> [Task statement] Copy each line of the records that contains the word "false".
Dataset records Start Marker
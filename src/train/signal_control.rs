use super::lookahead::{DeferredAction, ObjectItem};
use super::{ControlMode, OutOfControlReason, RouteSide, Train};
use crate::authority::{Authority, EndAuthority};
use crate::config::AuthorityConfig;
use crate::network::{NextObject, SignalKind, TrackNetwork};
use crate::util::DISTANCE_EPSILON;
use log::debug;
use smallvec::SmallVec;

impl Train {
    /// Extends the list of objects ahead up to the lookahead window, stopping at
    /// the first normal signal at danger.
    pub(crate) fn refresh_lookahead(&mut self, network: &TrackNetwork, config: &AuthorityConfig) {
        let horizon =
            self.distance_travelled + config.lookahead_distance(self.allowed_max_speed());
        loop {
            let (next, base) = match self.lookahead.last() {
                Some(item) => {
                    let signal = network.signal(item.signal);
                    if signal.is_normal() && signal.aspect().is_stop() {
                        break;
                    }
                    let next = network.get_object_after(
                        &self.routes[0],
                        item.route_index,
                        item.signal,
                        None,
                    );
                    (next, item.at)
                }
                None => {
                    let next = network.get_next_object(
                        &self.routes[0],
                        self.front.route_index,
                        self.front.offset,
                        None,
                    );
                    (next, self.distance_travelled)
                }
            };
            if base >= horizon {
                break;
            }
            match next {
                NextObject::EndOfRoute { .. } => break,
                NextObject::Found {
                    signal,
                    distance,
                    route_index,
                    offset,
                } => {
                    let at = base + distance;
                    if at > horizon {
                        break;
                    }
                    let item = ObjectItem {
                        signal,
                        kind: network.signal(signal).kind(),
                        route_index,
                        offset,
                        at,
                    };
                    self.lookahead.push(item);
                    self.schedule_speed_limit(network, &item);
                }
            }
        }
    }

    /// Schedules the speed limit an object imposes. Lower limits apply from the object
    /// onwards, higher ones once the whole train has passed it. A normal signal at
    /// danger imposes nothing until it clears.
    fn schedule_speed_limit(&mut self, network: &TrackNetwork, item: &ObjectItem) {
        let signal = network.signal(item.signal);
        let Some(limit) = signal.speed_limit() else {
            return;
        };
        if signal.is_normal() && signal.aspect().is_stop() {
            return;
        }
        if self.lookahead.deferred().iter().any(|a| a.signal == item.signal) {
            return;
        }
        let current = self
            .lookahead
            .deferred()
            .last()
            .map(|a| a.speed_limit)
            .or(self.lookahead.line_speed())
            .unwrap_or(f64::INFINITY);
        let trigger = if limit < current {
            item.at
        } else {
            item.at + self.length
        };
        debug!(
            "train {} will run at {} m/s from {:.1} m",
            self.number, limit, trigger
        );
        self.lookahead.schedule(DeferredAction {
            signal: item.signal,
            trigger,
            speed_limit: limit,
        });
    }

    /// Computes the authority of a train controlled by signals, switching to node
    /// control if `may_switch` and the signals ahead cannot be used.
    pub(crate) fn update_signal_control(
        &mut self,
        network: &mut TrackNetwork,
        config: &AuthorityConfig,
        may_switch: bool,
    ) {
        if !self.front_on_route() {
            self.set_out_of_control(OutOfControlReason::OutOfPath, network);
            return;
        }
        self.refresh_lookahead(network, config);

        let handle = self.handle(RouteSide::Ahead);
        let signals = self
            .lookahead
            .items()
            .filter(|item| item.kind == SignalKind::Normal)
            .copied()
            .collect::<SmallVec<[ObjectItem; 4]>>();
        let mut cleared = false;
        for item in signals {
            let index = item.route_index;
            if !network.request_clear_signal(item.signal, handle, &self.routes[0], index) {
                break;
            }
            self.schedule_speed_limit(network, &item);
            cleared = true;
        }
        if cleared {
            self.refresh_lookahead(network, config);
        }

        if may_switch && !self.signal_mode_valid(network) {
            debug!("train {} has no usable signal ahead", self.number);
            self.mode = ControlMode::AutoNode;
            self.update_node_control(network, config, false);
            return;
        }
        self.authority[0] = self.signal_authority(network);
    }

    /// The authority up to the first signal at danger or the end of the reserved sections.
    fn signal_authority(&self, network: &TrackNetwork) -> Authority {
        let (reserved, end) = self.reserved_distance(network, RouteSide::Ahead);
        let stop = self.lookahead.items().find(|item| {
            item.kind == SignalKind::Normal && network.signal(item.signal).aspect().is_stop()
        });
        if let Some(item) = stop {
            let distance = item.at - self.distance_travelled;
            if distance <= reserved + DISTANCE_EPSILON {
                return Authority::new(EndAuthority::Signal, distance);
            }
        }
        if end + 1 >= self.routes[0].len() {
            return Authority::new(self.end_of_route_kind(network), reserved);
        }
        let at_signal = self
            .routes[0]
            .get(end)
            .and_then(|el| network.exit_signal(el))
            .map_or(false, |signal| network.signal(signal).aspect().is_stop());
        let kind = if at_signal {
            EndAuthority::Signal
        } else {
            EndAuthority::EndOfAuthority
        };
        Authority::new(kind, reserved)
    }
}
Dataset records End Marker
> [Reply]
        let mut cleared = false;
            self.update_node_control(network, config, false);
            .map_or(false, |signal| network.signal(signal).aspect().is_stop());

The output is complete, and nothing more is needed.